USFWS announces grant to to capture healthy bats threatened by deadly fungus
By Dan McDermott
Warren County Report
Front Royal, VA–Oct. 26, 2009–The U.S. Fish & Wildlife Service announced today a $322,000 grant to the Smithsonian Institute’s National Zoo to fund the creation of a permanent secure colony of endangered Virginia big-eared bats at the zoo’s Front Royal, VA-based Conservation and Research Center.
The goal is to establish a healthy population of the bats while scientists work to stop a deadly fungus that threatens the entire species.
According to the USFWS, White-Nose syndrome was first documented near Albany, NY in Feb. 2006 when a caver photographed hibernating bats behaving erratically, many with a strange white substance on their muzzles. Some of the bats had died.
Dr. Jeremy Coleman, endangered species biologist and the USFWS National White-Nose Syndrome Coordinator, said that while it is common for mammals to develop fungal infections, it is very unusual for them to be fatal to a species. Coleman said that some bat species can live for up to 20 years in the wild and reproduce slowly so diseases can have a devastating effect on an already threatened species.
Indirect mortality
CRC staff veterinarian Luis Padilla said that scientists are still trying to determine if the fungus is indeed the pathogen that is causing the deaths of colonies of bats from New England to Virginia and West Virginia. “The fungus leads to their deaths indirectly. The problem is that the fungus irritates them and they are more active during times of normal hibernation. Since it is the winter, there are not the usual food sources available to them and they actually die of starvation,” he said. Padilla said that bats who survive the winter often awake in the spring with wings that have been partially eaten away by the fungus, effecting their flight and further impacting their chances of survival.
Padilla said that the captured bats will be screened for several diseases and healthy specimens will be housed in a building at the CRC that will allow them to be totally secure from other bats to prevent their becoming infected. He said that the goal is to protect a colony and their unique genes in the event the species is wiped out in the wild before a cause and cure for the fungus is found. Padilla also plans to establish protocols and capture techniques through the effort.

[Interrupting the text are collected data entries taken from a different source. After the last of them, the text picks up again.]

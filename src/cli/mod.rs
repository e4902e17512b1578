pub mod interactive;
pub mod render;
pub mod setup;
pub mod ui;

use crate::core::{Action, Catalog, ConversionPresenter, MessageKey, ViewState};

/// Runs one action through the presenter, with a spinner while the network
/// is involved.
pub async fn apply(
    presenter: &ConversionPresenter<'_>,
    state: &ViewState,
    action: Action,
    catalog: &Catalog,
) -> ViewState {
    if !action.needs_network() {
        return presenter.handle(state, action).await;
    }

    let message = match action {
        Action::History { .. } => MessageKey::FetchingHistory,
        _ => MessageKey::FetchingRates,
    };
    let pb = ui::new_spinner(&catalog.text(state.language, message));
    let next = presenter.handle(state, action).await;
    pb.finish_and_clear();
    next
}
use anyhow::Result;
use clap::{CommandFactory, Parser, Subcommand};
use fxconv::core::Language;
use fxconv::core::log::init_logging;

#[derive(Parser)]
#[command(version, about)]
struct Cli {
    /// Enable verbose logging
    #[arg(short, long, global = true)]
    verbose: bool,

    /// Path to optional configuration file
    #[arg(short, long, global = true)]
    config_path: Option<String>,

    /// Display language (en, de, fr, es, it)
    #[arg(short, long, global = true)]
    lang: Option<Language>,

    #[command(subcommand)]
    command: Option<Commands>,
}

#[derive(Subcommand)]
enum Commands {
    /// Create default configuration
    Setup,
    /// Convert an amount between two currencies
    Convert {
        amount: f64,
        from: String,
        to: String,
        /// Fetch fresh rates instead of using cached ones
        #[arg(long)]
        refresh: bool,
        /// Also show one year of price history for the pair
        #[arg(long)]
        history: bool,
    },
    /// List all available exchange rates
    Rates,
    /// Show one year of price history for a currency pair
    History { base: String, target: String },
    /// Start an interactive conversion session
    Interactive,
}

impl From<Commands> for fxconv::AppCommand {
    fn from(cmd: Commands) -> fxconv::AppCommand {
        match cmd {
            Commands::Convert {
                amount,
                from,
                to,
                refresh,
                history,
            } => fxconv::AppCommand::Convert {
                amount,
                from,
                to,
                refresh,
                history,
            },
            Commands::Rates => fxconv::AppCommand::Rates,
            Commands::History { base, target } => fxconv::AppCommand::History { base, target },
            Commands::Interactive => fxconv::AppCommand::Interactive,
            Commands::Setup => unreachable!("Setup command should be handled separately"),
        }
    }
}

#[tokio::main]
async fn main() -> Result<()> {
    let cli = Cli::parse();

    init_logging(cli.verbose);

    let result = match cli.command {
        Some(Commands::Setup) => fxconv::cli::setup::setup().map(|path| {
            println!("Created default configuration at {}", path.display());
        }),
        Some(cmd) => {
            fxconv::run_command(cmd.into(), cli.config_path.as_deref(), cli.lang).await
        }
        None => {
            Cli::command().print_help()?;
            Ok(())
        }
    };

    if let Err(e) = &result {
        tracing::error!(error = %e, "Application failed");
    }
    result
}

USFWS West VA Lead Biologist for VA Big-Eared Bats Barb Douglas said there are about 15,000 big-eared bats remaining in four segments in Virginia, West Virginia and Kentucky. The largest segment is in West VA where the CRC bats will be captured. Other species are threatened by the fungus, including the little brown bat which numbers in the millions and is not considered endangered.
Bat infections have been reported in NH, VT, NY, MA, CT, NJ, PA, WV and VA.
The CRC award was one of 6 grants announced today totalling $800,000 from the service’s “Preventing Extinction” fund.